(Material for this task Opens)

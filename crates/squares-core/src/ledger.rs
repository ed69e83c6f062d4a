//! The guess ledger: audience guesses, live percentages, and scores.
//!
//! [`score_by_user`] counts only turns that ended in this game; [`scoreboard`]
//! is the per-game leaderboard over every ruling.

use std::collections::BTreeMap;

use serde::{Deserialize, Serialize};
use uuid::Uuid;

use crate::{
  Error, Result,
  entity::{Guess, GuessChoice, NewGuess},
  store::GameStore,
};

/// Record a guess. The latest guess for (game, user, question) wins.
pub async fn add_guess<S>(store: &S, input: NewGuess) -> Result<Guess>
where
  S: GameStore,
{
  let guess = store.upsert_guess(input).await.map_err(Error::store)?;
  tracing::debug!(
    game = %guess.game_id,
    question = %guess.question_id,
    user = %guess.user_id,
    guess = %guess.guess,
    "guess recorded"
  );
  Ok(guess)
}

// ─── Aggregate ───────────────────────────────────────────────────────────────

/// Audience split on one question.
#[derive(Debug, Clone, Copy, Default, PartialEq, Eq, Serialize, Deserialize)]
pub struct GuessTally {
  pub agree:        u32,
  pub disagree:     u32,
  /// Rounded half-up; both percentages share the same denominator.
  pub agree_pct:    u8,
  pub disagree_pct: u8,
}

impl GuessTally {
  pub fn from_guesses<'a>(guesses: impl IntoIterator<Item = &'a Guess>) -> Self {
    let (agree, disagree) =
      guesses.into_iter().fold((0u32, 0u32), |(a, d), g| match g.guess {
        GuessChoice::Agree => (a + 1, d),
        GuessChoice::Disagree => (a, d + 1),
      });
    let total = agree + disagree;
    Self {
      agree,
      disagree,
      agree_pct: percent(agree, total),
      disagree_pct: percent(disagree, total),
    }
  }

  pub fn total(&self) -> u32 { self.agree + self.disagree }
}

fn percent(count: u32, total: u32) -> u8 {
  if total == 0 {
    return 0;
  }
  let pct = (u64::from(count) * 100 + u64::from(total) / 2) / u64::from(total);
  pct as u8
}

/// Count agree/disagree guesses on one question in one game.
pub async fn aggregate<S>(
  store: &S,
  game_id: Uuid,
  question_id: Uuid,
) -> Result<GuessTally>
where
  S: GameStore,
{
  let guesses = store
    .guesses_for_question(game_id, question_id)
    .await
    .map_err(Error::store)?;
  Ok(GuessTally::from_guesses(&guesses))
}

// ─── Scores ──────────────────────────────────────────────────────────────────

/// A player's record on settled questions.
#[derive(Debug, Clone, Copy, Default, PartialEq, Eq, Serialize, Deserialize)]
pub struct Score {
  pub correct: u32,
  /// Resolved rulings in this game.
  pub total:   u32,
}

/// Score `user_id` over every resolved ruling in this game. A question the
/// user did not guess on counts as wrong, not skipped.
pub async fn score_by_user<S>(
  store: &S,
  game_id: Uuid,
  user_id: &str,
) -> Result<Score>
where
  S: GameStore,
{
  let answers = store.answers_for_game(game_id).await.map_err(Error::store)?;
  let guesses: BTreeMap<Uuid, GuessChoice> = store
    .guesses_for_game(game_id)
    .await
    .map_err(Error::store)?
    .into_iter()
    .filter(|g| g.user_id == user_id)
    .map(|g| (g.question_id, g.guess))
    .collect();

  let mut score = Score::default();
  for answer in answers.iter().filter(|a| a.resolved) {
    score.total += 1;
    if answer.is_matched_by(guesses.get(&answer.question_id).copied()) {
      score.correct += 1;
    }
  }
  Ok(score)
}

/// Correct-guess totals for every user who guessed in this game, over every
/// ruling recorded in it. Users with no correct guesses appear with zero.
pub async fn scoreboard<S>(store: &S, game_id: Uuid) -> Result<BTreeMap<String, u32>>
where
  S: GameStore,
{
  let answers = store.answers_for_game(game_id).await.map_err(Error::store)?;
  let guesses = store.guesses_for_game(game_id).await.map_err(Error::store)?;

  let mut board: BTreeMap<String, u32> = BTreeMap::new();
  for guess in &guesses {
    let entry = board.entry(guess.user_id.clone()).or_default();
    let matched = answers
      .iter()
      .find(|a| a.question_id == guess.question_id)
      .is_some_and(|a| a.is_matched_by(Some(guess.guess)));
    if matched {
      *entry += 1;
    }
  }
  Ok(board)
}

(Material for this task Closes)
(Material for this task Opens)

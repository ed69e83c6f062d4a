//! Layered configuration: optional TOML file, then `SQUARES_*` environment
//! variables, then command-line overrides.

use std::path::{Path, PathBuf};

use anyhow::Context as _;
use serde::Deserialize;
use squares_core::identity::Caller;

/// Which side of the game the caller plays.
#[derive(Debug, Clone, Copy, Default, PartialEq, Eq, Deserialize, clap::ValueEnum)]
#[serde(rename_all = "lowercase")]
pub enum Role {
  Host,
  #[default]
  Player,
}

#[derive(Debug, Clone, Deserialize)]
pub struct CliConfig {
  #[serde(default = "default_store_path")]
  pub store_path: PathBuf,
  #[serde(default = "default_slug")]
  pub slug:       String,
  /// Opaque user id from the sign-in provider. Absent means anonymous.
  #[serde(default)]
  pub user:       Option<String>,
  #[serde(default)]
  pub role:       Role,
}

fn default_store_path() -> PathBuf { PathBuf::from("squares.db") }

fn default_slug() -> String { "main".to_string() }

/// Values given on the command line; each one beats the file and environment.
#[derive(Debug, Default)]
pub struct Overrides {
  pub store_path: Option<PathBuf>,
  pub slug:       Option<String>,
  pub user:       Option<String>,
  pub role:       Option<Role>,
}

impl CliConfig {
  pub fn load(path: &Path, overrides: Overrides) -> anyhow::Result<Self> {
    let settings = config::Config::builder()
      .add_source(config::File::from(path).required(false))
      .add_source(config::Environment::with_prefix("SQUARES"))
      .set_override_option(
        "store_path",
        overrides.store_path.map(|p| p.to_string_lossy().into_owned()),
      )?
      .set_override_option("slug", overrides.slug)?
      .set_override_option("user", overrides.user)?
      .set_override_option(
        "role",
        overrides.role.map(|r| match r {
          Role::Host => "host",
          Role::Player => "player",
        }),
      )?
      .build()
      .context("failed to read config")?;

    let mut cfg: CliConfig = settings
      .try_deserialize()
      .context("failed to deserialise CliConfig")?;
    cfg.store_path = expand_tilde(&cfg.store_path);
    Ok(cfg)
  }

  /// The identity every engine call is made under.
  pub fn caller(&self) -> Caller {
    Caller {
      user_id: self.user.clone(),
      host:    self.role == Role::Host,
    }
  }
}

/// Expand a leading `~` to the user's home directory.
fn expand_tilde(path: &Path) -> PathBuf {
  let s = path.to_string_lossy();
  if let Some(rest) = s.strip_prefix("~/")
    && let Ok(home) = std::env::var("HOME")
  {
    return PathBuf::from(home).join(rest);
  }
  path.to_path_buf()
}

(Material for this task Closes)

Across the listing above, report every line where "scoreboard" occurs.

//! [`score_by_user`] counts only turns that ended in this game; [`scoreboard`]
pub async fn scoreboard<S>(store: &S, game_id: Uuid) -> Result<BTreeMap<String, u32>>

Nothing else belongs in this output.